SUPPLIED RECORDS below:
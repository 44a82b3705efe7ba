use crate::config::Config;
use crate::models::{
    envelope::ResponseEnvelope,
    error::AppError,
    file::{DownloadedFile, FileUpload},
    submission::{GradeData, NewSubmission, Submission, SubmissionFilters},
};
use crate::services::http::{HttpClient, Request};
use crate::services::transport::MultipartForm;
use crate::utils::validation::{validate_files, validate_object_id};
use serde::Serialize;
use std::sync::Arc;

const SUBMISSIONS_KEYS: &[&str] = &["submissions", "data"];
const SUBMISSION_KEYS: &[&str] = &["submission", "data"];

/// File-based deliveries for assignments, and their grading.
#[derive(Debug, Clone)]
pub struct SubmissionService {
    http: Arc<HttpClient>,
}

impl SubmissionService {
    pub fn new(http: Arc<HttpClient>) -> Self {
        Self { http }
    }

    /// Submissions of the signed-in user, an empty page when unavailable.
    pub async fn my_submissions(
        &self,
        filters: &SubmissionFilters,
    ) -> Result<ResponseEnvelope<Vec<Submission>>, AppError> {
        let mut query = filters.to_query(Config::MY_PAGE_SIZE);
        query.push(("filter".to_string(), "my".to_string()));
        let result = self.http.get("/submissions", &query).await;
        Ok(ResponseEnvelope::or_empty(
            result,
            SUBMISSIONS_KEYS,
            "Failed to load submissions",
        ))
    }

    /// Uploads a new submission with up to five attached files.
    pub async fn create_submission(
        &self,
        submission: &NewSubmission,
        files: Vec<FileUpload>,
    ) -> Result<ResponseEnvelope<Submission>, AppError> {
        validate_files(&files)?;

        let mut form = MultipartForm::new()
            .text("assignment", submission.assignment.as_str())
            .text("content", submission.content.as_str());
        if let Some(comments) = &submission.comments {
            form = form.text("comments", comments.as_str());
        }
        let form = files
            .into_iter()
            .fold(form, |form, file| form.file("files", file));

        let result = self
            .http
            .send(Request::post("/submissions").multipart(form))
            .await;
        Ok(ResponseEnvelope::from_result(
            result,
            SUBMISSION_KEYS,
            "Failed to create submission",
        ))
    }

    pub async fn get_submission(&self, id: &str) -> Result<ResponseEnvelope<Submission>, AppError> {
        validate_object_id(id, "submission")?;
        let result = self.http.get(&format!("/submissions/{id}"), &[]).await;
        Ok(ResponseEnvelope::from_result(
            result,
            SUBMISSION_KEYS,
            "Failed to load submission",
        ))
    }

    pub async fn submissions_for_assignment(
        &self,
        assignment_id: &str,
        filters: &SubmissionFilters,
    ) -> Result<ResponseEnvelope<Vec<Submission>>, AppError> {
        validate_object_id(assignment_id, "assignment")?;
        let query = filters.to_query(Config::DEFAULT_PAGE_SIZE);
        let result = self
            .http
            .get(&format!("/assignments/{assignment_id}/submissions"), &query)
            .await;
        Ok(ResponseEnvelope::from_listing(
            result,
            SUBMISSIONS_KEYS,
            "Failed to load submissions",
        ))
    }

    /// Updates a submission. With new files the change is sent as multipart
    /// form fields, otherwise as JSON.
    pub async fn update_submission<B: Serialize + ?Sized>(
        &self,
        id: &str,
        changes: &B,
        files: Vec<FileUpload>,
    ) -> Result<ResponseEnvelope<Submission>, AppError> {
        validate_object_id(id, "submission")?;
        let path = format!("/submissions/{id}");

        let result = if files.is_empty() {
            self.http.put(&path, changes).await
        } else {
            validate_files(&files)?;
            let form = MultipartForm::from_fields(changes)
                .map_err(|e| AppError::ValidationError(e.to_string()))?;
            let form = files
                .into_iter()
                .fold(form, |form, file| form.file("files", file));
            self.http.send(Request::put(&path).multipart(form)).await
        };

        Ok(ResponseEnvelope::from_result(
            result,
            SUBMISSION_KEYS,
            "Failed to update submission",
        ))
    }

    pub async fn grade_submission(
        &self,
        id: &str,
        grade: &GradeData,
    ) -> Result<ResponseEnvelope<Submission>, AppError> {
        validate_object_id(id, "submission")?;
        let result = self.http.put(&format!("/submissions/{id}/grade"), grade).await;
        Ok(ResponseEnvelope::from_result(
            result,
            SUBMISSION_KEYS,
            "Failed to grade submission",
        ))
    }

    /// Fetches one attached file as raw bytes.
    pub async fn download_file(
        &self,
        id: &str,
        filename: &str,
    ) -> Result<ResponseEnvelope<DownloadedFile>, AppError> {
        validate_object_id(id, "submission")?;
        if filename.trim().is_empty() {
            return Err(AppError::ValidationError("File name is required".to_string()));
        }

        let request = Request::get(&format!("/submissions/{id}/files")).segment(filename);
        match self.http.send_bytes(request).await {
            Ok(bytes) => Ok(ResponseEnvelope::ok(DownloadedFile {
                filename: filename.to_string(),
                bytes,
            })
            .with_message("File downloaded")),
            Err(e) => Ok(ResponseEnvelope::failure(
                e.user_message("Failed to download file"),
            )),
        }
    }

    pub async fn delete_submission(&self, id: &str) -> Result<ResponseEnvelope<()>, AppError> {
        validate_object_id(id, "submission")?;
        let result = self.http.delete(&format!("/submissions/{id}")).await;
        Ok(ResponseEnvelope::acknowledge(
            result,
            "Submission deleted",
            "Failed to delete submission",
        ))
    }
}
End of SUPPLIED RECORDS.
YOUR TASK: Line by line, count how many lines of the entries contain the word "MultipartForm", and give only that number.

THE COMPLETED TASK: 3